= Stored data entries =
● ● ●
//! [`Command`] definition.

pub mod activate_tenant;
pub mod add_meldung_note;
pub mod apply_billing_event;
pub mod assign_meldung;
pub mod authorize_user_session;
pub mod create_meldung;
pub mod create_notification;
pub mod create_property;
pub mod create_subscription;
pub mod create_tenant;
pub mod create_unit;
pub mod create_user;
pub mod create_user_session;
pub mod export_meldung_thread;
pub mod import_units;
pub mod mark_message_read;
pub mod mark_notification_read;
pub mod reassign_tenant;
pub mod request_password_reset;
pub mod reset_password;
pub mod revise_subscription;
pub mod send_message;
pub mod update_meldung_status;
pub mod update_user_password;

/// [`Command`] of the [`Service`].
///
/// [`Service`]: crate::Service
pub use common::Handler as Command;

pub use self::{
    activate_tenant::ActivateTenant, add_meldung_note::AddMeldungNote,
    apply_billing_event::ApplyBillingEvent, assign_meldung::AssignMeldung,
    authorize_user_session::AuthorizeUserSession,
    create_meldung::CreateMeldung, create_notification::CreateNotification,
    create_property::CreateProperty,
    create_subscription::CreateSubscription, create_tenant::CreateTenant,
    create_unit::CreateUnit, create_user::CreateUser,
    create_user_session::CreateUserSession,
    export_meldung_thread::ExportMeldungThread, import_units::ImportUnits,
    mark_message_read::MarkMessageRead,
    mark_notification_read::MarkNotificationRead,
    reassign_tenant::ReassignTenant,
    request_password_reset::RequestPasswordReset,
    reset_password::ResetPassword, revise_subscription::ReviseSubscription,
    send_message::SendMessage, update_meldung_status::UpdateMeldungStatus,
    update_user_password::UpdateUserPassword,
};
● ● ●
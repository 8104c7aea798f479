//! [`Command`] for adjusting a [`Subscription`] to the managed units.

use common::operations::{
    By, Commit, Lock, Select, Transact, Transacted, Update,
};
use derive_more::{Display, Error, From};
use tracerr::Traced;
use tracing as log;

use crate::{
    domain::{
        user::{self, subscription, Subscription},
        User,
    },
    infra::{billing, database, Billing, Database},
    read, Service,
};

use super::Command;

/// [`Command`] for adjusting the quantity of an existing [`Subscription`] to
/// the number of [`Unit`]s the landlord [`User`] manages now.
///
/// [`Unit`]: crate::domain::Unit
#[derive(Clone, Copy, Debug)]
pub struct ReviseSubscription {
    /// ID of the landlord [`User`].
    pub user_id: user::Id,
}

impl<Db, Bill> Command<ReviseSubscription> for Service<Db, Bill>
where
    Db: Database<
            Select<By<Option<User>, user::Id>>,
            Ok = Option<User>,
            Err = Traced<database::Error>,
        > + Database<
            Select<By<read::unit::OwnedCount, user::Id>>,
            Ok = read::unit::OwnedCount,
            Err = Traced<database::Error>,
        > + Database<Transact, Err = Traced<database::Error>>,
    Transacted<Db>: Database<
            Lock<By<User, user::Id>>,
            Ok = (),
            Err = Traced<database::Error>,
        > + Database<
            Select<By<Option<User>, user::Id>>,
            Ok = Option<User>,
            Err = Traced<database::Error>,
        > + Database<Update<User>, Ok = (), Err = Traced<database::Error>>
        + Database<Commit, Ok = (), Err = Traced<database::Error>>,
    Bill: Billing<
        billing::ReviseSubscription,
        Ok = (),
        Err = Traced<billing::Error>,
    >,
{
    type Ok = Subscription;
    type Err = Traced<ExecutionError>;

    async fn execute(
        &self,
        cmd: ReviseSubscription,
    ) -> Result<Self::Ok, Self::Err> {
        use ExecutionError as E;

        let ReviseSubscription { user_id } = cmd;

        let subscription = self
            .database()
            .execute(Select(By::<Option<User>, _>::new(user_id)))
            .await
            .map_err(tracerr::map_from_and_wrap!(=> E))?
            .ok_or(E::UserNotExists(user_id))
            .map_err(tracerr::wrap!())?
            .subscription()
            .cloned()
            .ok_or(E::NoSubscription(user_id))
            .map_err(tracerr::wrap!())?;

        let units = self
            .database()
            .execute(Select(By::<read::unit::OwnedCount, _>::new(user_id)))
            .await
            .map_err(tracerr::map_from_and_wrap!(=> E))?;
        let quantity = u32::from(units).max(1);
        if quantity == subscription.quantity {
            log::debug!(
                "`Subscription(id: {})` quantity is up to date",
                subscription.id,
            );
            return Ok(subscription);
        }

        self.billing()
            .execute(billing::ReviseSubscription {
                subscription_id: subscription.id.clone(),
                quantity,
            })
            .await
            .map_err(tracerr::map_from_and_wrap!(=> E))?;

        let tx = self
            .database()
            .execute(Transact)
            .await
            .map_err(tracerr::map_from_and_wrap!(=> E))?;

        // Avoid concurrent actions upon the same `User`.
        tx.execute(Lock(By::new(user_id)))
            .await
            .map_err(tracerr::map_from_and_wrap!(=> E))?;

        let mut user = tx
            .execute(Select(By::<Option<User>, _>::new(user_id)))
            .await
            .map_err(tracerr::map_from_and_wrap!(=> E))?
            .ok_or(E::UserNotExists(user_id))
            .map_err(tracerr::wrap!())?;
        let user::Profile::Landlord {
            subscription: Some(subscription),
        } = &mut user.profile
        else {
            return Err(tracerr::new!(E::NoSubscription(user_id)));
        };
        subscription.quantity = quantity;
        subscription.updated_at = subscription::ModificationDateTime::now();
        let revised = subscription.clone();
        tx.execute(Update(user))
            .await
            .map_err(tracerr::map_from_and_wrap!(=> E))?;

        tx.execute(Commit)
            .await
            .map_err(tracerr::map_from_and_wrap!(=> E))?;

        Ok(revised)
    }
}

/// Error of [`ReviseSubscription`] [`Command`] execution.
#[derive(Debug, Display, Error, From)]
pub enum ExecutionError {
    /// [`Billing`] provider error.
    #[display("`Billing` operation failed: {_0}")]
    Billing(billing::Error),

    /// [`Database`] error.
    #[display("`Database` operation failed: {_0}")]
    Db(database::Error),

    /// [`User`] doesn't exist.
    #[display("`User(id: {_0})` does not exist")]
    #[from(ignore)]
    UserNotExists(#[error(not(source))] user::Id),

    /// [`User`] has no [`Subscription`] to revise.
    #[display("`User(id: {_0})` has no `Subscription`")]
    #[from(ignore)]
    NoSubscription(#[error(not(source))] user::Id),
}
● ● ●
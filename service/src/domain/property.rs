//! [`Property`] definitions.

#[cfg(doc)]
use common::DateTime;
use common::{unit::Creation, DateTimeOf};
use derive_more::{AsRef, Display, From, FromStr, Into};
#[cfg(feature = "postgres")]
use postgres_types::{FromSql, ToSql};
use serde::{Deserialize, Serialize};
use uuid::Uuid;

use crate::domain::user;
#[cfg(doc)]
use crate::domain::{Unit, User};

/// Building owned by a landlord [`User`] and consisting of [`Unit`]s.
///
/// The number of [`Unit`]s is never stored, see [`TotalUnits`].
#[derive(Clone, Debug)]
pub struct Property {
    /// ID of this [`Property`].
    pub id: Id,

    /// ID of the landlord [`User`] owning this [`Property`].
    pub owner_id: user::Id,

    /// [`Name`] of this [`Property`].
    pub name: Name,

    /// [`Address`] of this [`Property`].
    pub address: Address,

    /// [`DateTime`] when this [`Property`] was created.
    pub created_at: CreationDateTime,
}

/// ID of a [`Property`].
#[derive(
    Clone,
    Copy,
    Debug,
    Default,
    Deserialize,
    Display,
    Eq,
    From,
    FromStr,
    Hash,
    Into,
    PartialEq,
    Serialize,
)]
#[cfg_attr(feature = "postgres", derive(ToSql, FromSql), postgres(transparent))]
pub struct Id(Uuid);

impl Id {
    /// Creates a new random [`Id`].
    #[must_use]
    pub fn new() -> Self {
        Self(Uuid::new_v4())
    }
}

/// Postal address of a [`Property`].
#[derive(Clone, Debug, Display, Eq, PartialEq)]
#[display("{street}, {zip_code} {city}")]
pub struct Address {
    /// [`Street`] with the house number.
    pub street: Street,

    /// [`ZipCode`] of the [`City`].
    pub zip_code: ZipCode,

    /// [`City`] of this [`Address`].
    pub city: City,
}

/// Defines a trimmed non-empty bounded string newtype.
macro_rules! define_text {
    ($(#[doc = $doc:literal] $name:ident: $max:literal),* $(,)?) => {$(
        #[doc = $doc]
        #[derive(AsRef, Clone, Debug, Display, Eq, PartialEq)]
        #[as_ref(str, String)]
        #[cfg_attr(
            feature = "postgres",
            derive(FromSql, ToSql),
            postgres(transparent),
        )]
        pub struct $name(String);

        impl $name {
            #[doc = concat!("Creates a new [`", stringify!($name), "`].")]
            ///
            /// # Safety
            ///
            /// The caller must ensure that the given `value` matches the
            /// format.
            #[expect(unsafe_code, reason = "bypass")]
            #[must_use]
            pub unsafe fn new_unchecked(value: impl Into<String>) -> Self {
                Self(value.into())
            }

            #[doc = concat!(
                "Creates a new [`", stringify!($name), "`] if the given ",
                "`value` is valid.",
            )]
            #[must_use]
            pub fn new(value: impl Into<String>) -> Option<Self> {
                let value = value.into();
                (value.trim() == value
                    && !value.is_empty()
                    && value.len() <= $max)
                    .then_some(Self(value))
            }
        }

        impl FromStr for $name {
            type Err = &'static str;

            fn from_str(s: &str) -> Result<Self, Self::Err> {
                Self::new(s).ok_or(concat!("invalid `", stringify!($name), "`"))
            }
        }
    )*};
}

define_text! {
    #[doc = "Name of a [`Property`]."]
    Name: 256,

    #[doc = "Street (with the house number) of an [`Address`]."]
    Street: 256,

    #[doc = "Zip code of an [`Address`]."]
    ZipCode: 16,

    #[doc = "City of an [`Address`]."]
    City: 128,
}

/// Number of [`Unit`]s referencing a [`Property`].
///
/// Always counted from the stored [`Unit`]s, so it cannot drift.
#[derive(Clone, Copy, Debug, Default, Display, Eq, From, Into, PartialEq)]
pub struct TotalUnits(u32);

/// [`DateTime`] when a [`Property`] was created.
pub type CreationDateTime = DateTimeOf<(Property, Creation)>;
● ● ●
= PROBLEM TO WORK ON =
Return, in full, every line of these entries that holds "house".

= WRITTEN RESPONSE =
    /// [`Street`] with the house number.
    #[doc = "Street (with the house number) of an [`Address`]."]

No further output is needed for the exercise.